I recently got a Dell Inspiron 6400. 

I want to know the ideal lappy charging habits. As of now I just charge when my battery is around 10%, otherwise I dont charge and run without the AC Adapter. 

So can I continue to do it and charge whenever it's around 10% or while playing games or watching movies? 


Also I want to know some battery saving techniques..now I:
- Charge only it's around 10%
- switch off BT/Wifi when not used
- decrease the screen brightness
- use external usb drives when needed, otherwise I remove them from the slot

Any other tips?


----------



## Arsenal_Gunners (Feb 5, 2007)

Here are some
*labnol.blogspot.com/2006/03/10-tips-to-make-your-laptop-battery.html
This one is nice
*www.laptop-battery.org/batterytips.html
and this
*www.livedigitally.com/?p=980


----------



## drgrudge (Feb 5, 2007)

^^ 
Thanks of the links man. 

By the way, repped ya! 41 points boost and 3 Green "Jewel" from 2.


----------



## Kiran.dks (Feb 6, 2007)

One more tip to add up...
When it comes to lappy's one common thing we do is Hibernation or Stand-By mode. Use Hibernation rather then Stand-By mode. Stand-By mode consumes power. Hibernation doesn't. 


Here are some useful links...

How to get the best battery life from your laptop (From Intel)

4 tips to extend the life of your laptop battery

Getting More Laptop Battery Life - "Good to the Last Drop"

Save Battery Life, Install Windows XP Patch

Save battery life on your laptop


----------



## Kiran.dks (Feb 6, 2007)

You are welcome. 
Regarding other two questions:
1. Adapters do get heated up even under no load conditions. Things have progressed well in adapter segment in recent days. Earlier adapters were made using "Step-Down Transformers" which gets heated up more under "no load" conditions. Hence their life is very less. Even overloading the adapter for 30-min duration would end up with Transformer blast. But now-a-days, transformers have been replaced with high speed digital switching circuitry. This greatly minimizes power losses and hence the life of the adapter is increased. It is also compact and light weight. The risk of the adapter blast due to hearting under no load conditions is negligible. I still suggest switch off power to the adapter when your lappy is in Battery mode. This will minimize damage to the solid state devices like capacitors.
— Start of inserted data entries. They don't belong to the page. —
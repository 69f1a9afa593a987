//! Command line definition.

use clap::{Args, Parser, Subcommand};
use std::path::PathBuf;

#[derive(Debug, Parser)]
#[command(name = "psf")]
#[command(version = env!("CARGO_PKG_VERSION"))]
#[command(arg_required_else_help = true)]
#[command(about = "Sponsorship pricing and PostgreSQL tuning from the command line")]
pub struct Cli {
    /// Log at debug level (stderr)
    #[arg(short, long, global = true)]
    pub verbose: bool,

    #[command(subcommand)]
    pub command: Command,
}

#[derive(Debug, Subcommand)]
pub enum Command {
    /// Truncate a byte count to four significant bits and print it with a unit
    Round {
        /// Size in bytes
        bytes: u64,
    },
    /// Print recommended postgresql.conf settings
    Pgtune(PgtuneArgs),
    /// Price a package and benefit selection against a catalog
    Quote(QuoteArgs),
}

#[derive(Debug, Args)]
pub struct PgtuneArgs {
    /// Workload: dw, oltp, web, mixed or desktop
    #[arg(short, long)]
    pub db_type: Option<String>,
    /// Total memory as `<n>kB`; read from the host when omitted
    #[arg(short, long)]
    pub total_memory: Option<String>,
    /// Override the workload's connection count
    #[arg(short = 'c', long)]
    pub max_connections: Option<String>,
    /// Machine architecture as `uname -m` prints it
    #[arg(short, long)]
    pub machine: Option<String>,
    /// PostgreSQL server version
    #[arg(long = "pg-version")]
    pub version: Option<String>,
    /// Server config file whose `[pgtune]` section supplies defaults
    #[arg(long)]
    pub config: Option<PathBuf>,
    /// Print JSON instead of postgresql.conf lines
    #[arg(long)]
    pub json: bool,
}

#[derive(Debug, Args)]
pub struct QuoteArgs {
    /// JSON catalog of packages and benefits
    #[arg(long)]
    pub catalog: PathBuf,
    /// Package to start from
    #[arg(short, long)]
    pub package: Option<String>,
    /// Benefit to check (repeatable)
    #[arg(short, long = "benefit")]
    pub benefits: Vec<String>,
    /// Bundled benefit to uncheck (repeatable)
    #[arg(short = 'x', long = "without")]
    pub without: Vec<String>,
    /// Print the resulting form and cost as JSON
    #[arg(long)]
    pub json: bool,
}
Capacitors life is directly propotional to it's operating temperature zone. 

2. Regarding second question..

To check out the graphics card specifications on your lappy, you have 2 methods:

Right-Click "My Computer" > Manage
>"Display Adapters" will give the chip set family.
Now google that name and see the manufacturers website for gfx info.
Mine says: Intel 945GM Express Chipset family
Google intel: Intel® Graphics Media Accelerator (GMA) 950​
The other method is by using 3rd part tool.
SIW is one of the best- small portable utility.
Review and Download:
REVIEW: SIW System tool <A good tool you ever need>

*i142.photobucket.com/albums/r116/kiran_rkk/Miscellaneous/GFXINFOSmall.jpg


----------



## drgrudge (Feb 7, 2007)

^^ 
Thanks man! 

Now I'm not able to see the "Display Adapters" in the manage thing. Anyway no issues, I'll d/l the software you suggested.


----------